Et passons maintenant à la tenue ridicule dont un protocole tout neuf mais parfaitement poncif, affuble les malheureux citoyens chargés de représenter la République. Imaginez-vous le spectacle que fournit un lot de messieurs en habit noir descendant à dix heures du matin, sous un ciel du nord, le long d’un cuirassé ? Les voyez-vous ces mêmes habits, montant en wagon, passant une revue, visitant une usine, donnant des audiences et posant des premières pierres ? On nous dit : l’habit est le vêtement de la démocratie. Erreur ! C’est son vêtement du soir ; mais son vêtement du jour, c’est la simple redingote et le Président des États-Unis n’en porte point d’autre. Il ne se met point en habit pour aller en chemin de fer ou en bateau ; il se trouverait ridicule de le faire et lorsque Grover Cleveland inaugura l’exposition de Chicago, ce chef de 72 millions d’hommes n’avait pas cru devoir se déguiser en croque-mort.

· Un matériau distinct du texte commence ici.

use std::fmt;
use std::iter;

use chrono::NaiveDate;

use crate::error::ApodError;

const STAMP_FORMAT: &str = "%y%m%d";

/// A calendar day written the way APOD names its pages: `YYMMDD`.
#[derive(Debug, Clone, Copy, PartialEq, Eq, PartialOrd, Ord)]
pub struct DateStamp(NaiveDate);

impl DateStamp {
    pub fn parse(input: &str) -> Result<Self, ApodError> {
        let format_error = || ApodError::Format {
            input: input.to_string(),
        };

        // chrono accepts single-digit fields, the page names never do
        if input.len() != 6 || !input.bytes().all(|b| b.is_ascii_digit()) {
            return Err(format_error());
        }

        NaiveDate::parse_from_str(input, STAMP_FORMAT)
            .map(DateStamp)
            .map_err(|_| format_error())
    }

    pub fn date(&self) -> NaiveDate {
        self.0
    }

    /// The day before, or `None` at the start of chrono's calendar.
    pub fn pred(&self) -> Option<Self> {
        self.0.pred_opt().map(DateStamp)
    }

    pub fn page_url(&self, base_url: &str) -> String {
        format!("{}{}.html", base_url, self)
    }

    /// Recovers the date from a URL built by [`DateStamp::page_url`].
    pub fn from_page_url(base_url: &str, url: &str) -> Option<Self> {
        let stamp = url.strip_prefix(base_url)?.strip_suffix(".html")?;
        DateStamp::parse(stamp).ok()
    }
}

impl From<NaiveDate> for DateStamp {
    fn from(date: NaiveDate) -> Self {
        DateStamp(date)
    }
}

impl fmt::Display for DateStamp {
    fn fmt(&self, f: &mut fmt::Formatter<'_>) -> fmt::Result {
        write!(f, "{}", self.0.format(STAMP_FORMAT))
    }
}

/// `start` and the days before it, newest first, `num_days` in total.
pub fn date_range(start: DateStamp, num_days: usize) -> Vec<DateStamp> {
    iter::successors(Some(start), DateStamp::pred)
        .take(num_days)
        .collect()
}

/// Page URLs for [`date_range`], in the same order.
pub fn page_urls(start: DateStamp, num_days: usize, base_url: &str) -> Vec<String> {
    date_range(start, num_days)
        .iter()
        .map(|stamp| stamp.page_url(base_url))
        .collect()
}
use anyhow::Result;
use std::fs;
use std::path::Path;


/// Helper function to log and save failed HTML for future regression testing
pub fn save_failed_html(html: &str, test_name: &str) -> Result<()> {
    // Create tests/fixtures/failures directory if it doesn't exist
    let failures_dir = Path::new("src/tests/fixtures/failures");
    fs::create_dir_all(failures_dir)?;

    // Save the HTML for further analysis
    let file_path = failures_dir.join(format!("{}.html", test_name));
    fs::write(&file_path, html)?;

    println!("Saved failed HTML to {}", file_path.display());
    Ok(())
}
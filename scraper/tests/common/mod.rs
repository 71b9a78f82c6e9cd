pub mod page_server;
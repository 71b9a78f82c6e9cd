use anyhow::{Context, Result};
use apod_scraper::config::{DEFAULT_IMAGE_BASE_URL, DEFAULT_PAGE_BASE_URL};
use apod_scraper::{build_client, fetch_html, parse_apod_page, ApodError, Config, DateStamp};
use scraper::{Html, Selector};
use std::env;
use std::fs;
use std::path::Path;

fn has_element(document: &Html, selector: &str) -> bool {
    let selector = Selector::parse(selector).unwrap();
    document.select(&selector).next().is_some()
}

fn main() -> Result<()> {
    env_logger::Builder::from_env(env_logger::Env::default().default_filter_or("warn")).init();

    let args: Vec<String> = env::args().collect();

    if args.len() < 3 {
        eprintln!("Please provide a date and a test name");
        eprintln!("Usage: cargo run --bin save_scrape_failure <YYMMDD> <test_name>");
        std::process::exit(1);
    }

    let stamp = DateStamp::parse(&args[1])?;
    let test_name = &args[2];
    let url = stamp.page_url(DEFAULT_PAGE_BASE_URL);

    println!("Fetching HTML from {}...", url);

    let client = build_client(Config::default().timeout)?;
    let html = fetch_html(&client, &url).context("Failed to fetch page")?;

    // Create failures directory if it doesn't exist
    let failures_dir = Path::new("src/tests/fixtures/failures");
    fs::create_dir_all(failures_dir).context("Failed to create failures directory")?;

    // Save the HTML for testing
    let file_path = failures_dir.join(format!("{}.html", test_name));
    fs::write(&file_path, &html).context("Failed to write HTML file")?;

    println!(
        "Saved HTML to {} for regression testing",
        file_path.display()
    );

    let document = Html::parse_document(&html);
    let has_image = has_element(&document, "img");
    let has_caption = has_element(&document, "b");
    let has_video = has_element(&document, "iframe") || has_element(&document, "video");
    let has_audio = has_element(&document, "audio");

    println!("HTML analysis results:");
    println!("  - Has image: {}", has_image);
    println!("  - Has bold caption: {}", has_caption);
    println!("  - Has video embed: {}", has_video);
    println!("  - Has audio embed: {}", has_audio);

    match parse_apod_page(&html, DEFAULT_IMAGE_BASE_URL) {
        Ok(entry) => {
            println!("⚠️ Parse succeeded! This may not be a failure case.");
            let json = serde_json::to_string_pretty(&entry)
                .context("Failed to serialize parsed entry")?;
            println!("{}", json);
        }
        Err(ApodError::NotFound) if has_video || has_audio => {
            println!("✅ No image on this page, it embeds other media instead.");
        }
        Err(e) => {
            println!("✅ Parse failed with error: {}", e);
            println!("\nThis test case has been saved and will be included in regression tests.");
        }
    }

    Ok(())
}
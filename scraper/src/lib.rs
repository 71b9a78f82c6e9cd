pub mod cli;
pub mod config;
pub mod dates;
pub mod driver;
pub mod error;
pub mod io;
pub mod scraper;

#[cfg(test)]
pub mod tests;

// Re-export key types and functions for easier access
pub use crate::config::Config;
pub use crate::dates::{date_range, page_urls, DateStamp};
pub use crate::driver::{process_page, run, ItemReport, SavedImage};
pub use crate::error::ApodError;
pub use crate::io::{image_path, sanitize_title, save_image};
pub use crate::scraper::{build_client, fetch_html, parse_apod_page, ApodEntry, UNTITLED};
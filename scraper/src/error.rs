use std::path::PathBuf;

use reqwest::StatusCode;
use thiserror::Error;

/// Everything that can go wrong while fetching and saving APOD images.
///
/// `Format` and `Client` abort a run before any network traffic. The rest are
/// per-page failures the driver records and moves past.
#[derive(Debug, Error)]
pub enum ApodError {
    #[error("invalid date {input:?}, expected six digits in YYMMDD form")]
    Format { input: String },

    #[error("failed to build HTTP client: {0}")]
    Client(#[source] reqwest::Error),

    #[error("request to {url} failed: {source}")]
    Network {
        url: String,
        #[source]
        source: reqwest::Error,
    },

    #[error("{url} returned HTTP {status}")]
    HttpStatus { url: String, status: StatusCode },

    #[error("no valid image found on the APOD page")]
    NotFound,

    #[error("filesystem error at {}: {source}", path.display())]
    Filesystem {
        path: PathBuf,
        #[source]
        source: std::io::Error,
    },

    #[error("failed to stream {url} into {}: {source}", path.display())]
    Transfer {
        url: String,
        path: PathBuf,
        #[source]
        source: std::io::Error,
    },
}
use tracing::debug;

use super::ast::{Ast, Gene, Program, Section};
use super::error::CompileError;
use super::instruction::Instruction;
use super::lexer::{Lexeme, Lexer, Token};

/// Compile DSL source into a `Program`.
///
/// All or nothing: the first error aborts and no partial program is returned.
pub fn parse(source: &str) -> Result<Program, CompileError> {
    Compiler::new(source).parse_program()
}

/// Recursive-descent compiler over a [`Lexer`].
///
/// Exposes the lexer's one-token pushback so `Instruction::parse` can read
/// operands and hand back a token it does not want.
pub struct Compiler<'a> {
    lexer: Lexer<'a>,
}

impl<'a> Compiler<'a> {
    pub fn new(source: &'a str) -> Self {
        Self {
            lexer: Lexer::new(source),
        }
    }

    pub fn unscan(&mut self) {
        self.lexer.unscan();
    }

    pub fn scan_ignore_whitespace(&mut self) -> Lexeme {
        self.lexer.scan_ignore_whitespace()
    }

    pub fn parse_program(mut self) -> Result<Program, CompileError> {
        let mut genes = Vec::new();

        loop {
            // Comments between genes belong to the next gene's evaluation list
            let mut leading = Vec::new();
            loop {
                let lexeme = self.scan_ignore_whitespace();
                match lexeme.token {
                    Token::Comment => leading.push(Instruction::Comment(lexeme.literal)),
                    Token::Eof => {
                        debug!(genes = genes.len(), "program compiled");
                        return Ok(Program::new(genes));
                    }
                    _ => {
                        self.unscan();
                        break;
                    }
                }
            }

            let mut evaluate = Ast::from(leading);
            self.parse_section(&mut evaluate, Section::Evaluate)
                .map_err(|e| e.in_section(Section::Evaluate))?;

            let mut execute = Ast::new();
            self.parse_section(&mut execute, Section::Execute)
                .map_err(|e| e.in_section(Section::Execute))?;

            genes.push(Gene::new(evaluate, execute));
        }
    }

    /// Parse one `BEGIN <kind> ... END` block into `section`.
    ///
    /// Comments may come before the marker. Anything else that is not the
    /// expected `BEGIN` is rejected, as is a second `BEGIN` in the body.
    fn parse_section(&mut self, section: &mut Ast, require: Section) -> Result<(), CompileError> {
        let mut opened = false;

        loop {
            let lexeme = self.scan_ignore_whitespace();
            match lexeme.token {
                Token::Eof => return Err(CompileError::unterminated_section(&lexeme, require)),
                Token::End if opened => return Ok(()),
                Token::End => {
                    return Err(CompileError::wrong_section_marker(
                        &lexeme,
                        format!("section closed before BEGIN {require}"),
                    ));
                }
                Token::Comment => section.push(Instruction::Comment(lexeme.literal)),
                Token::Begin if opened => {
                    return Err(CompileError::wrong_section_marker(
                        &lexeme,
                        format!("unexpected BEGIN inside {} section", require.name()),
                    ));
                }
                Token::Begin => {
                    Instruction::parse(self, &lexeme, section)?;
                    if let Some(Instruction::Begin(found)) = section.last() {
                        if *found != require {
                            return Err(CompileError::wrong_section_marker(
                                &lexeme,
                                format!("unexpected section {found}, expected {require}"),
                            ));
                        }
                    }
                    opened = true;
                }
                Token::Illegal => return Err(CompileError::illegal_token(&lexeme)),
                _ if !opened => {
                    return Err(CompileError::wrong_section_marker(
                        &lexeme,
                        format!("unexpected {} {:?}, expected BEGIN {require}", lexeme.token, lexeme.literal),
                    ));
                }
                _ => Instruction::parse(self, &lexeme, section)?,
            }
        }
    }
}
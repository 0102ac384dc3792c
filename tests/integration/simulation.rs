//! World ticking, scenarios and settings files.

use moonshot::error::AppError;
use moonshot::settings::{load_settings, save_settings, SimSettings};
use moonshot::sim::scenario::{self, DEMO_PROGRAM};
use moonshot::sim::{Bot, World};

use crate::common::*;

fn world_with(workers: usize) -> World {
    World::new(&SimSettings {
        workers,
        ..SimSettings::default()
    })
    .expect("world")
}

#[test]
fn demo_scenario_is_deterministic_across_worker_counts() {
    let mut serial = world_with(1);
    let mut parallel = world_with(4);
    scenario::find("all").unwrap().load(&mut serial).unwrap();
    scenario::find("all").unwrap().load(&mut parallel).unwrap();

    serial.advance(300);
    parallel.advance(300);

    for (a, b) in serial.bots().iter().zip(parallel.bots()) {
        let (a, b) = (a.snapshot(), b.snapshot());
        assert_eq!(a.registers, b.registers);
        assert_eq!(a.position, b.position);
        assert_eq!(a.heading, b.heading);
    }
}

#[test]
fn many_bots_share_one_program() {
    let program = compile(DEMO_PROGRAM);
    let mut world = world_with(3);
    for id in 0..100 {
        world.spawn(Bot::new(id, program.clone()));
    }
    world.advance(10);
    assert!(world.bots().iter().all(|b| b.machine().registers()[1] == 10));
    assert_eq!(std::sync::Arc::strong_count(&program), 101);
}

#[test]
fn settings_file_drives_world() {
    let dir = tempfile::tempdir().unwrap();
    let path = dir.path().join("sim.json");
    let settings = SimSettings {
        workers: 2,
        cycles_per_tick: 2,
        default_scenario: "idle".into(),
        ..SimSettings::default()
    };
    save_settings(&path, &settings).unwrap();

    let loaded = load_settings(&path).unwrap().unwrap();
    let mut world = World::new(&loaded).unwrap();
    scenario::find(&loaded.default_scenario).unwrap().load(&mut world).unwrap();
    assert_eq!(world.len(), 1);
    assert_eq!(world.workers(), 2);

    world
        .bot_mut(0)
        .unwrap()
        .reprogram("counter", &always("PSH REG 0 PSH CON 1 ADD POP REG 0"))
        .unwrap();
    world.advance(3);
    assert_eq!(world.bots()[0].machine().registers()[0], 6);
}

#[test]
fn rejected_program_is_reported_with_its_name() {
    let mut bot = Bot::idle(1);
    let err = bot.reprogram("pilot", "BEGIN EV ; END BEGIN EX END").unwrap_err();
    match err {
        AppError::Compile { name, source } => {
            assert_eq!(name, "pilot");
            assert_eq!(source.literal, ";");
        }
        other => panic!("unexpected error: {other}"),
    }
    assert!(bot.machine().program().is_empty());
}

#[test]
fn unknown_scenario_is_an_error() {
    assert!(matches!(
        scenario::find("asteroid"),
        Err(AppError::UnknownScenario { name }) if name == "asteroid"
    ));
}
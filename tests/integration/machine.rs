//! Execution semantics through the public API.

use std::sync::Arc;

use moonshot::dsl::pool::{StackPool, MAX_STACK};
use moonshot::dsl::vm::{Fault, Limits, Machine};

use crate::common::*;

#[test]
fn reset_and_execute_bracket_every_tick() {
    let mut m = machine(&always("PSH CON 1 MNE"));
    let mut host = RecordingHost::default();
    for _ in 0..3 {
        m.run(&mut host);
    }
    assert_eq!(host.resets, 3);
    assert_eq!(host.executes, 3);
    assert_eq!(host.actions, vec![Action::Mine(1); 3]);
}

#[test]
fn empty_program_still_brackets() {
    let mut m = machine("");
    let mut host = RecordingHost::default();
    m.run(&mut host);
    assert_eq!((host.resets, host.executes), (1, 1));
    assert!(m.activations().is_empty());
}

#[test]
fn energy_gate_for_reproduction() {
    let source = "BEGIN EV RDE PSH CON 1000 GEQ END BEGIN EX PSH CON 500 REP END";
    let mut m = machine(source);

    let mut rich = RecordingHost::with_energy(1000);
    m.run(&mut rich);
    assert_eq!(rich.actions, vec![Action::Reproduce(500)]);

    let mut poor = RecordingHost::with_energy(999);
    m.run(&mut poor);
    assert!(poor.actions.is_empty());
}

#[test]
fn scan_result_lands_on_stack() {
    let mut m = machine(&always("PSH CON 1 PSH CON 2 SCN"));
    let mut host = RecordingHost {
        scan_result: (16, 17),
        ..RecordingHost::default()
    };
    m.run(&mut host);
    assert_eq!(m.stack(), &[16, 17]);
}

#[test]
fn genes_run_in_order_and_share_registers() {
    let source = "
BEGIN EV PSH CON 1 END
BEGIN EX PSH CON 10 POP REG 4 PSH CON 1 TRN END
BEGIN EV PSH REG 4 PSH CON 10 IEQ END
BEGIN EX PSH CON 2 TRN END
BEGIN EV PSH REG 4 PSH CON 11 IEQ END
BEGIN EX PSH CON 3 TRN END";
    let mut m = machine(source);
    let mut host = RecordingHost::default();
    m.run(&mut host);
    assert_eq!(host.actions, vec![Action::Turn(1), Action::Turn(2)]);
    assert_eq!(m.activations(), &[true, true, false]);
}

#[test]
fn garbage_never_panics() {
    // Every stack-consuming opcode against an empty stack
    let body = "NOT AND IOR XOR ADD SUB MUL DIV NEG ABS RID SCN THR TRN MNE REP IMP GEQ LEQ IEQ GRT LST";
    let mut m = machine(&format!("BEGIN EV {body} END BEGIN EX {body} END"));
    let mut host = RecordingHost::default();
    m.run(&mut host);
    assert!(host.actions.is_empty());
    assert_eq!(m.activations(), &[false]);
    assert_eq!(m.fault_count(), 22);
}

#[test]
fn overflowing_pushes_are_dropped() {
    let pushes = "PSH CON 1 ".repeat(MAX_STACK + 10);
    let mut m = machine(&always(&pushes));
    let mut faults = 0;
    m.run_with(&mut RecordingHost::default(), |step| {
        if step.fault == Some(Fault::StackOverflow) {
            faults += 1;
        }
    });
    assert_eq!(m.stack().len(), MAX_STACK);
    assert_eq!(faults, 10);
}

#[test]
fn watchdog_bounds_long_sections() {
    let pushes = "PSH CON 1 ".repeat(100);
    let mut m = machine(&always(&pushes)).with_limits(Limits {
        max_steps_per_phase: Some(11),
    });
    m.run(&mut RecordingHost::default());
    assert_eq!(m.stack().len(), 10);
}

#[test]
fn machines_on_many_threads_share_one_pool() {
    let pool = Arc::new(StackPool::new(8));
    let program = compile(&always("PSH REG 0 PSH CON 1 ADD POP REG 0"));

    std::thread::scope(|s| {
        for _ in 0..4 {
            let pool = Arc::clone(&pool);
            let program = Arc::clone(&program);
            s.spawn(move || {
                let mut m = Machine::with_pool(program, &pool);
                let mut host = RecordingHost::default();
                for _ in 0..50 {
                    m.run(&mut host);
                }
                assert_eq!(m.registers()[0], 50);
            });
        }
    });
    assert!((1..=4).contains(&pool.idle()));
}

Du fait des habitudes prises depuis vingt ans par nos gouvernants, les solennités de notre République ont toujours un vague relent de pompes funèbres et, dans les circonstances les plus joyeuses, il semble toujours qu’on enterre quelqu’un. Il est vrai que les plaques et les grands-cordons corrigent la tristesse du drap noir et dissimulent la jaunisse des plastrons (car il est impossible de porter ce costume en plein air, pendant une heure de temps, sans qu’il soit piteusement fané) ; mais ces distinctions étrangères sont lentes à venir ; trop souvent, il faut, avant qu’elles ne soient venues, céder la place et ainsi, les habits noirs se succèdent au pouvoir, tristes, vieillots et comiques.

Allons, monsieur le Président de la République, vous qui avez rapporté de votre voyage de si bonnes idées, prenez d’heureuses initiatives. Arborez la redingote et d’un coup de pied, renvoyez le coq Gaulois à sa basse-cour. Vous ferez plaisir au Vercingétorix de bronze qu’on vient d’ériger là-bas, en Auvergne et qui, vraiment, n’a pas l’air d’un coq, n’est-ce pas ?…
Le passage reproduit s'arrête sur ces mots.